▶ DIRECTIONS FOR THIS TASK: Each line below that holds the string "steps" counts once; report the total and nothing else.

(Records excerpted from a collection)
═══

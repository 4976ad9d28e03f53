//! # xmlsilo - Compiled, Queryable XML
//!
//! xmlsilo compiles XML documents into "silos": compact binary blobs
//! that can be memory-mapped straight from disk, queried in
//! microseconds with a restricted XPath dialect, and shared between
//! processes without any parsing at load time. This implementation
//! prioritizes:
//!
//! - **Zero-copy reads**: element names, attributes and text are served
//!   as slices of the mapped blob; navigation is offset arithmetic
//! - **O(1) loading**: only the header is validated up front, every
//!   record dereference is bounds-checked on access instead
//! - **Deterministic output**: equal input compiles to byte-identical
//!   blobs, so silos can be cached and compared by content guid
//!
//! ## Quick Start
//!
//! ```ignore
//! use xmlsilo::{Builder, CompileFlags, LoadFlags, Silo};
//!
//! let mut builder = Builder::new();
//! builder.import_xml("<r><a id=\"1\">hello</a></r>")?;
//! let silo = builder.compile(CompileFlags::NONE)?;
//! silo.save_to_file("doc.silo")?;
//!
//! let silo = Silo::load_from_file("doc.silo", LoadFlags::NONE)?;
//! let node = silo.query_first("r/a[@id=\"1\"]")?;
//! assert_eq!(node.text()?, Some("hello"));
//! ```
//!
//! ## Architecture
//!
//! ```text
//! ┌─────────────────────────────────────┐
//! │     Public API (Silo / Node)        │
//! ├──────────────────┬──────────────────┤
//! │  Query Engine    │     Exporter     │
//! │ (compile + eval) │   (silo → XML)   │
//! ├──────────────────┴──────────────────┤
//! │      Reader (cursor over blob)      │
//! ├─────────────────────────────────────┤
//! │  Builder (XML import → serializer)  │
//! ├─────────────────────────────────────┤
//! │   Blob (owned bytes or read-only    │
//! │            memory map)              │
//! └─────────────────────────────────────┘
//! ```
//!
//! ## Module Overview
//!
//! - [`silo`]: blob format, loader, cursor navigation, node handles,
//!   XML export
//! - [`builder`]: XML import, canonicalization, serialization, rebuild
//!   caching
//! - [`query`]: the XPath-subset compiler and executor
//! - [`error`]: the closed error-kind set shared by everything
//! - [`cli`]: command layer behind the `xmlsilo` binary

pub mod builder;
pub mod cli;
pub mod error;
pub mod query;
pub mod silo;

pub use builder::{Builder, CompileFlags};
pub use error::{Error, ErrorKind, Result};
pub use query::Query;
pub use silo::export::ExportFlags;
pub use silo::{LoadFlags, Node, Silo};
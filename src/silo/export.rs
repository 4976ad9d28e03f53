//! XML export.
//!
//! Walks a silo node and its descendants and re-emits XML text. The walk
//! is an iterative cursor loop over the child/next/parent primitives, so
//! a hostile blob with pathological nesting can make the export fail
//! with `InvalidData` but never exhaust the thread stack.

use crate::error::{Error, Result};
use crate::silo::Node;

bitflags::bitflags! {
    /// Flags controlling XML export formatting.
    #[derive(Debug, Clone, Copy, PartialEq, Eq, Default)]
    pub struct ExportFlags: u32 {
        /// Prepend an XML declaration.
        const ADD_HEADER = 1 << 0;
        /// Emit a newline after each tag.
        const FORMAT_MULTILINE = 1 << 1;
        /// Indent nested tags by two spaces per level.
        const FORMAT_INDENT = 1 << 2;
        /// Also emit the start node's following siblings.
        const INCLUDE_SIBLINGS = 1 << 3;
        /// Emit childless, textless elements as `<name/>`.
        const COLLAPSE_EMPTY = 1 << 4;
    }
}

impl ExportFlags {
    pub const NONE: ExportFlags = ExportFlags::empty();
}

/// Export `node` (and per `flags` its following siblings) as XML text.
pub fn export_node(node: &Node, flags: ExportFlags) -> Result<String> {
    let core = node.core();

    // Export directed at the sentinel root means "the whole document".
    if node.element()?.is_empty() {
        return match node.child()? {
            Some(first) => export_node(&first, flags | ExportFlags::INCLUDE_SIBLINGS),
            None => Err(Error::not_found("silo has no root element")),
        };
    }

    let multiline = flags.contains(ExportFlags::FORMAT_MULTILINE);
    let mut out = String::new();

    if flags.contains(ExportFlags::ADD_HEADER) {
        out.push_str("<?xml version=\"1.0\" encoding=\"UTF-8\"?>\n");
    }

    let mut cur = node.offset();
    let mut depth = 0u32;

    // a well-formed silo visits each element at most once; corrupt
    // sibling links that revisit records trip this counter instead of
    // walking forever
    let mut budget = core.max_element_count();

    'node: loop {
        if budget == 0 {
            return Err(Error::invalid_data(format!(
                "node walk revisits records near offset {cur}"
            )));
        }
        budget -= 1;

        let name = core.element_name(cur)?;
        push_indent(&mut out, flags, depth);
        out.push('<');
        out.push_str(name);
        for (attr_name, attr_value) in core.attr_pairs(cur)? {
            out.push(' ');
            out.push_str(attr_name);
            out.push_str("=\"");
            push_escaped(&mut out, attr_value);
            out.push('"');
        }

        let text = core.text_of(cur)?;
        let child = core.child_off(cur)?;

        if child.is_none() && text.is_none() && flags.contains(ExportFlags::COLLAPSE_EMPTY) {
            out.push_str("/>");
            push_newline(&mut out, multiline);
        } else {
            out.push('>');
            if let Some(text) = text {
                push_escaped(&mut out, text);
            }
            if let Some(child) = child {
                if multiline {
                    out.push('\n');
                }
                depth += 1;
                cur = child;
                continue 'node;
            }
            out.push_str("</");
            out.push_str(name);
            out.push('>');
            push_newline(&mut out, multiline);
        }

        // Advance: next sibling, else climb and close parents until one
        // has a sibling or we are back at the start level.
        loop {
            let sibling = core.next_off(cur)?;
            if depth == 0 {
                match sibling {
                    Some(next) if flags.contains(ExportFlags::INCLUDE_SIBLINGS) => {
                        cur = next;
                        continue 'node;
                    }
                    _ => return Ok(out),
                }
            }
            if let Some(next) = sibling {
                cur = next;
                continue 'node;
            }

            depth -= 1;
            cur = core.parent_off(cur)?.ok_or_else(|| {
                Error::invalid_data(format!(
                    "walk reached a parentless record at offset {cur} below the start level"
                ))
            })?;
            push_indent(&mut out, flags, depth);
            out.push_str("</");
            out.push_str(core.element_name(cur)?);
            out.push('>');
            push_newline(&mut out, multiline);
        }
    }
}

fn push_newline(out: &mut String, multiline: bool) {
    if multiline {
        out.push('\n');
    }
}

fn push_indent(out: &mut String, flags: ExportFlags, depth: u32) {
    if flags.contains(ExportFlags::FORMAT_INDENT) {
        for _ in 0..depth {
            out.push_str("  ");
        }
    }
}

/// Entity-escape text and attribute values.
fn push_escaped(out: &mut String, s: &str) {
    for c in s.chars() {
        match c {
            '&' => out.push_str("&amp;"),
            '<' => out.push_str("&lt;"),
            '>' => out.push_str("&gt;"),
            '"' => out.push_str("&quot;"),
            '\'' => out.push_str("&apos;"),
            _ => out.push(c),
        }
    }
}

#[cfg(test)]
mod tests {
    use super::*;
    use crate::builder::{Builder, CompileFlags};
    use crate::Silo;

    fn compile(xml: &str) -> Silo {
        let mut builder = Builder::new();
        builder.import_xml(xml).unwrap();
        builder.compile(CompileFlags::NONE).unwrap()
    }

    #[test]
    fn plain_export_is_compact() {
        let silo = compile(r#"<r><a id="1">hi</a><b/></r>"#);
        let xml = silo.to_xml(ExportFlags::NONE).unwrap();
        assert_eq!(xml, r#"<r><a id="1">hi</a><b></b></r>"#);
    }

    #[test]
    fn collapse_empty_produces_self_closing_tags() {
        let silo = compile("<r><b/></r>");
        let xml = silo.to_xml(ExportFlags::COLLAPSE_EMPTY).unwrap();
        assert_eq!(xml, "<r><b/></r>");
    }

    #[test]
    fn multiline_indent_shape() {
        let silo = compile("<r><a>hi</a><b/></r>");
        let xml = silo
            .to_xml(
                ExportFlags::FORMAT_MULTILINE
                    | ExportFlags::FORMAT_INDENT
                    | ExportFlags::COLLAPSE_EMPTY,
            )
            .unwrap();
        assert_eq!(xml, "<r>\n  <a>hi</a>\n  <b/>\n</r>\n");
    }

    #[test]
    fn header_flag_prepends_declaration() {
        let silo = compile("<r/>");
        let xml = silo
            .to_xml(ExportFlags::ADD_HEADER | ExportFlags::COLLAPSE_EMPTY)
            .unwrap();
        assert_eq!(xml, "<?xml version=\"1.0\" encoding=\"UTF-8\"?>\n<r/>");
    }

    #[test]
    fn text_and_attributes_are_escaped() {
        let silo = compile(r#"<r><a note="a&amp;b">1 &lt; 2</a></r>"#);
        let xml = silo.to_xml(ExportFlags::NONE).unwrap();
        assert_eq!(xml, r#"<r><a note="a&amp;b">1 &lt; 2</a></r>"#);
    }

    #[test]
    fn node_export_excludes_siblings_by_default() {
        let silo = compile("<r><a>one</a><b>two</b></r>");
        let a = silo.query_first("r/a").unwrap();

        assert_eq!(a.export(ExportFlags::NONE).unwrap(), "<a>one</a>");
        assert_eq!(
            a.export(ExportFlags::INCLUDE_SIBLINGS).unwrap(),
            "<a>one</a><b>two</b>"
        );
    }
}
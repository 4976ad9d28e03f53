//! Query compilation.
//!
//! Hand-written recursive-descent parser for the accepted XPath dialect:
//!
//! ```text
//! path      := '/'? step ( '/' step )*
//! step      := name_test predicate*
//! name_test := NAME | '*'
//! predicate := '[' expr ']'
//! expr      := or_expr
//! or_expr   := and_expr ( 'or' and_expr )*
//! and_expr  := cmp_expr ( 'and' cmp_expr )*
//! cmp_expr  := prim ( ('=' | '!=' | '<' | '>' | '<=' | '>=') prim )?
//! prim      := INT | STRING | '@' NAME | NAME | func_call | '(' expr ')'
//! func_call := NAME '(' ( expr (',' expr)* )? ')'
//! ```
//!
//! `and` and `or` are contextual keywords: they only act as operators in
//! operator position, so elements named `and` remain addressable. A bare
//! integer predicate `[N]` is rewritten to `[position()=N]` during
//! compilation. Function names and arities are checked here, against a
//! fixed table, so unknown functions fail at compile time with the
//! offset of the name token.

use phf::phf_map;
use smallvec::SmallVec;

use super::lexer::{tokenize, Token};
use crate::error::{Error, Result};

/// A compiled query: a sequence of steps, reusable across silos.
#[derive(Debug, Clone)]
pub struct Query {
    pub(crate) steps: Vec<Step>,
}

#[derive(Debug, Clone)]
pub(crate) struct Step {
    pub name: NameTest,
    pub predicates: SmallVec<[Expr; 2]>,
}

#[derive(Debug, Clone, PartialEq)]
pub(crate) enum NameTest {
    Wildcard,
    Name(String),
}

impl NameTest {
    pub fn matches(&self, element: &str) -> bool {
        match self {
            NameTest::Wildcard => true,
            NameTest::Name(name) => name == element,
        }
    }
}

#[derive(Debug, Clone, PartialEq)]
pub(crate) enum Expr {
    Int(i64),
    Str(String),
    /// `@name`: attribute value of the candidate node.
    Attr(String),
    /// Bare `name`: text of the candidate's first child of that name.
    Child(String),
    Call(Func, Vec<Expr>),
    Cmp(CmpOp, Box<Expr>, Box<Expr>),
    And(Box<Expr>, Box<Expr>),
    Or(Box<Expr>, Box<Expr>),
}

#[derive(Debug, Clone, Copy, PartialEq, Eq)]
pub(crate) enum CmpOp {
    Eq,
    Ne,
    Lt,
    Le,
    Gt,
    Ge,
}

#[derive(Debug, Clone, Copy, PartialEq, Eq)]
pub(crate) enum Func {
    Text,
    First,
    Last,
    Position,
    Contains,
    StartsWith,
    StringLength,
    Number,
}

/// The closed function set with arities.
static FUNCTIONS: phf::Map<&'static str, (Func, usize)> = phf_map! {
    "text" => (Func::Text, 0),
    "first" => (Func::First, 0),
    "last" => (Func::Last, 0),
    "position" => (Func::Position, 0),
    "contains" => (Func::Contains, 2),
    "starts-with" => (Func::StartsWith, 2),
    "string-length" => (Func::StringLength, 1),
    "number" => (Func::Number, 1),
};

impl Query {
    /// Compile an expression, or fail with the offset of the offending
    /// token.
    pub fn compile(xpath: &str) -> Result<Query> {
        if xpath.trim().is_empty() {
            return Err(Error::invalid_argument("empty query"));
        }
        let tokens = tokenize(xpath)?;
        let mut parser = Parser { tokens, pos: 0 };
        parser.parse_path()
    }
}

struct Parser {
    tokens: Vec<(Token, usize)>,
    pos: usize,
}

impl Parser {
    fn peek(&self) -> &Token {
        &self.tokens[self.pos].0
    }

    fn peek_pos(&self) -> usize {
        self.tokens[self.pos].1
    }

    fn advance(&mut self) -> (Token, usize) {
        let entry = self.tokens[self.pos].clone();
        if self.pos + 1 < self.tokens.len() {
            self.pos += 1;
        }
        entry
    }

    fn expect(&mut self, token: Token, what: &str) -> Result<()> {
        if *self.peek() == token {
            self.advance();
            Ok(())
        } else {
            Err(Error::unsupported(format!(
                "expected {what} at position {}",
                self.peek_pos()
            )))
        }
    }

    fn parse_path(&mut self) -> Result<Query> {
        if *self.peek() == Token::Slash {
            self.advance();
        }

        let mut steps = vec![self.parse_step()?];
        while *self.peek() == Token::Slash {
            self.advance();
            steps.push(self.parse_step()?);
        }

        if *self.peek() != Token::Eof {
            return Err(Error::unsupported(format!(
                "unexpected trailing input at position {}",
                self.peek_pos()
            )));
        }
        Ok(Query { steps })
    }

    fn parse_step(&mut self) -> Result<Step> {
        let name = match self.peek().clone() {
            Token::Star => {
                self.advance();
                NameTest::Wildcard
            }
            Token::Name(name) => {
                self.advance();
                NameTest::Name(name)
            }
            _ => {
                return Err(Error::unsupported(format!(
                    "expected element name at position {}",
                    self.peek_pos()
                )));
            }
        };

        let mut predicates = SmallVec::new();
        while *self.peek() == Token::LeftBracket {
            self.advance();
            let expr = self.parse_expr()?;
            self.expect(Token::RightBracket, "']'")?;
            predicates.push(desugar_positional(expr));
        }

        Ok(Step { name, predicates })
    }

    fn parse_expr(&mut self) -> Result<Expr> {
        self.parse_or()
    }

    fn parse_or(&mut self) -> Result<Expr> {
        let mut expr = self.parse_and()?;
        while self.at_keyword("or") {
            self.advance();
            let rhs = self.parse_and()?;
            expr = Expr::Or(Box::new(expr), Box::new(rhs));
        }
        Ok(expr)
    }

    fn parse_and(&mut self) -> Result<Expr> {
        let mut expr = self.parse_cmp()?;
        while self.at_keyword("and") {
            self.advance();
            let rhs = self.parse_cmp()?;
            expr = Expr::And(Box::new(expr), Box::new(rhs));
        }
        Ok(expr)
    }

    fn parse_cmp(&mut self) -> Result<Expr> {
        let lhs = self.parse_prim()?;
        let op = match self.peek() {
            Token::Eq => CmpOp::Eq,
            Token::NotEq => CmpOp::Ne,
            Token::Lt => CmpOp::Lt,
            Token::LtEq => CmpOp::Le,
            Token::Gt => CmpOp::Gt,
            Token::GtEq => CmpOp::Ge,
            _ => return Ok(lhs),
        };
        self.advance();
        let rhs = self.parse_prim()?;
        Ok(Expr::Cmp(op, Box::new(lhs), Box::new(rhs)))
    }

    fn parse_prim(&mut self) -> Result<Expr> {
        match self.peek().clone() {
            Token::Int(value) => {
                self.advance();
                Ok(Expr::Int(value))
            }
            Token::Str(value) => {
                self.advance();
                Ok(Expr::Str(value))
            }
            Token::At => {
                self.advance();
                match self.advance() {
                    (Token::Name(name), _) => Ok(Expr::Attr(name)),
                    (_, pos) => Err(Error::unsupported(format!(
                        "expected attribute name at position {pos}"
                    ))),
                }
            }
            Token::LeftParen => {
                self.advance();
                let expr = self.parse_expr()?;
                self.expect(Token::RightParen, "')'")?;
                Ok(expr)
            }
            Token::Name(name) => {
                let name_pos = self.peek_pos();
                self.advance();
                if *self.peek() == Token::LeftParen {
                    self.parse_call(&name, name_pos)
                } else {
                    Ok(Expr::Child(name))
                }
            }
            _ => Err(Error::unsupported(format!(
                "unexpected token at position {}",
                self.peek_pos()
            ))),
        }
    }

    fn parse_call(&mut self, name: &str, name_pos: usize) -> Result<Expr> {
        let &(func, arity) = FUNCTIONS.get(name).ok_or_else(|| {
            Error::unsupported(format!(
                "unknown function '{name}' at position {name_pos}"
            ))
        })?;

        self.expect(Token::LeftParen, "'('")?;
        let mut args = Vec::new();
        if *self.peek() != Token::RightParen {
            args.push(self.parse_expr()?);
            while *self.peek() == Token::Comma {
                self.advance();
                args.push(self.parse_expr()?);
            }
        }
        self.expect(Token::RightParen, "')'")?;

        if args.len() != arity {
            return Err(Error::invalid_argument(format!(
                "function '{name}' at position {name_pos} expects {arity} argument(s), got {}",
                args.len()
            )));
        }
        Ok(Expr::Call(func, args))
    }

    /// `and`/`or` act as operators only in operator position.
    fn at_keyword(&self, keyword: &str) -> bool {
        matches!(self.peek(), Token::Name(name) if name == keyword)
    }
}

/// `[N]` is shorthand for `[position()=N]`.
fn desugar_positional(expr: Expr) -> Expr {
    match expr {
        Expr::Int(n) => Expr::Cmp(
            CmpOp::Eq,
            Box::new(Expr::Call(Func::Position, Vec::new())),
            Box::new(Expr::Int(n)),
        ),
        other => other,
    }
}
//! # Silo Builder
//!
//! Collects XML sources and compiles them into a [`Silo`]. Sources are
//! kept verbatim until [`Builder::compile`] so the canonicalization
//! flags (which arrive at compile time) apply uniformly, and so the
//! source guid can be computed without parsing, which is what lets
//! [`Builder::ensure`] decide between loading a cached silo and
//! rebuilding it.

mod import;
mod serialize;

use std::path::Path;

use crc::{Crc, CRC_64_ECMA_182, CRC_64_XZ};
use tracing::debug;

use crate::error::{Error, Result};
use crate::silo::{format_guid, LoadFlags, Silo};
use import::ImportOptions;

bitflags::bitflags! {
    /// Flags controlling compilation and canonicalization.
    #[derive(Debug, Clone, Copy, PartialEq, Eq, Default)]
    pub struct CompileFlags: u32 {
        /// Preserve text whitespace verbatim instead of collapsing it.
        const LITERAL_TEXT = 1 << 0;
        /// Keep only translations whose `xml:lang` matches an added
        /// locale; untranslated elements are always kept.
        const NATIVE_LANGS = 1 << 1;
        /// Skip malformed nodes instead of aborting the import.
        const IGNORE_INVALID = 1 << 2;
    }
}

impl CompileFlags {
    pub const NONE: CompileFlags = CompileFlags::empty();
}

static CRC_HI: Crc<u64> = Crc::<u64>::new(&CRC_64_XZ);
static CRC_LO: Crc<u64> = Crc::<u64>::new(&CRC_64_ECMA_182);

/// Accumulates XML sources and locale preferences, then compiles silos.
#[derive(Debug, Default)]
pub struct Builder {
    sources: Vec<String>,
    locales: Vec<String>,
}

impl Builder {
    pub fn new() -> Builder {
        Builder::default()
    }

    /// Queue an XML document for compilation.
    pub fn import_xml(&mut self, xml: &str) -> Result<()> {
        if xml.trim().is_empty() {
            return Err(Error::invalid_argument("cannot import an empty document"));
        }
        self.sources.push(xml.to_string());
        Ok(())
    }

    /// Queue an XML file for compilation.
    pub fn import_file<P: AsRef<Path>>(&mut self, path: P) -> Result<()> {
        let path = path.as_ref();
        let xml = std::fs::read_to_string(path)
            .map_err(|e| Error::io(format!("failed to read '{}'", path.display()), e))?;
        debug!(path = %path.display(), bytes = xml.len(), "imported source file");
        self.import_xml(&xml)
    }

    /// Add a locale to the preference list used by
    /// [`CompileFlags::NATIVE_LANGS`], e.g. `"de"` or `"en_GB"`.
    pub fn add_locale(&mut self, locale: &str) {
        if !locale.is_empty() && !self.locales.iter().any(|l| l == locale) {
            self.locales.push(locale.to_string());
        }
    }

    /// Parse the queued sources and serialize them into a silo.
    pub fn compile(&self, flags: CompileFlags) -> Result<Silo> {
        self.compile_with_guid(flags, self.source_guid(flags, None))
    }

    /// Load the silo at `dst` if it was built from these sources,
    /// otherwise compile, write to `dst`, and return the fresh silo.
    ///
    /// `cache_key` lets callers partition the cache beyond the source
    /// content itself; it participates in the guid.
    pub fn ensure<P: AsRef<Path>>(
        &self,
        dst: P,
        flags: CompileFlags,
        cache_key: Option<&str>,
    ) -> Result<Silo> {
        let dst = dst.as_ref();
        let guid = self.source_guid(flags, cache_key);
        let want = format_guid(&guid);

        if dst.exists() {
            match Silo::load_from_file(dst, LoadFlags::NONE) {
                Ok(cached) if cached.guid() == want => {
                    debug!(path = %dst.display(), guid = %want, "silo cache hit");
                    return Ok(cached);
                }
                Ok(cached) => {
                    debug!(
                        path = %dst.display(),
                        cached = cached.guid(),
                        want = %want,
                        "silo cache stale, rebuilding"
                    );
                }
                Err(err) => {
                    debug!(path = %dst.display(), %err, "cached silo unusable, rebuilding");
                }
            }
        }

        let silo = self.compile_with_guid(flags, guid)?;
        silo.save_to_file(dst)?;
        Ok(silo)
    }

    fn compile_with_guid(&self, flags: CompileFlags, guid: [u8; 16]) -> Result<Silo> {
        let opts = ImportOptions {
            literal_text: flags.contains(CompileFlags::LITERAL_TEXT),
            native_langs: flags.contains(CompileFlags::NATIVE_LANGS),
            ignore_invalid: flags.contains(CompileFlags::IGNORE_INVALID),
            locales: &self.locales,
        };

        let mut roots = Vec::new();
        for source in &self.sources {
            roots.append(&mut import::parse_document(source, &opts)?);
        }

        let blob = serialize::serialize(&roots, guid)?;
        debug!(
            roots = roots.len(),
            bytes = blob.len(),
            "compiled silo"
        );
        Silo::load_from_bytes(blob, LoadFlags::NONE)
    }

    /// Deterministic guid over the sources, locales, flags and cache key.
    fn source_guid(&self, flags: CompileFlags, cache_key: Option<&str>) -> [u8; 16] {
        let mut hi = CRC_HI.digest();
        let mut lo = CRC_LO.digest();

        let mut feed = |bytes: &[u8]| {
            hi.update(bytes);
            hi.update(&[0]);
            lo.update(bytes);
            lo.update(&[0]);
        };

        for source in &self.sources {
            feed(source.as_bytes());
        }
        for locale in &self.locales {
            feed(locale.as_bytes());
        }
        feed(&flags.bits().to_le_bytes());
        if let Some(key) = cache_key {
            feed(key.as_bytes());
        }

        let mut guid = [0u8; 16];
        guid[..8].copy_from_slice(&hi.finalize().to_be_bytes());
        guid[8..].copy_from_slice(&lo.finalize().to_be_bytes());
        guid
    }
}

═══

▶ EXERCISE OUTPUT: 5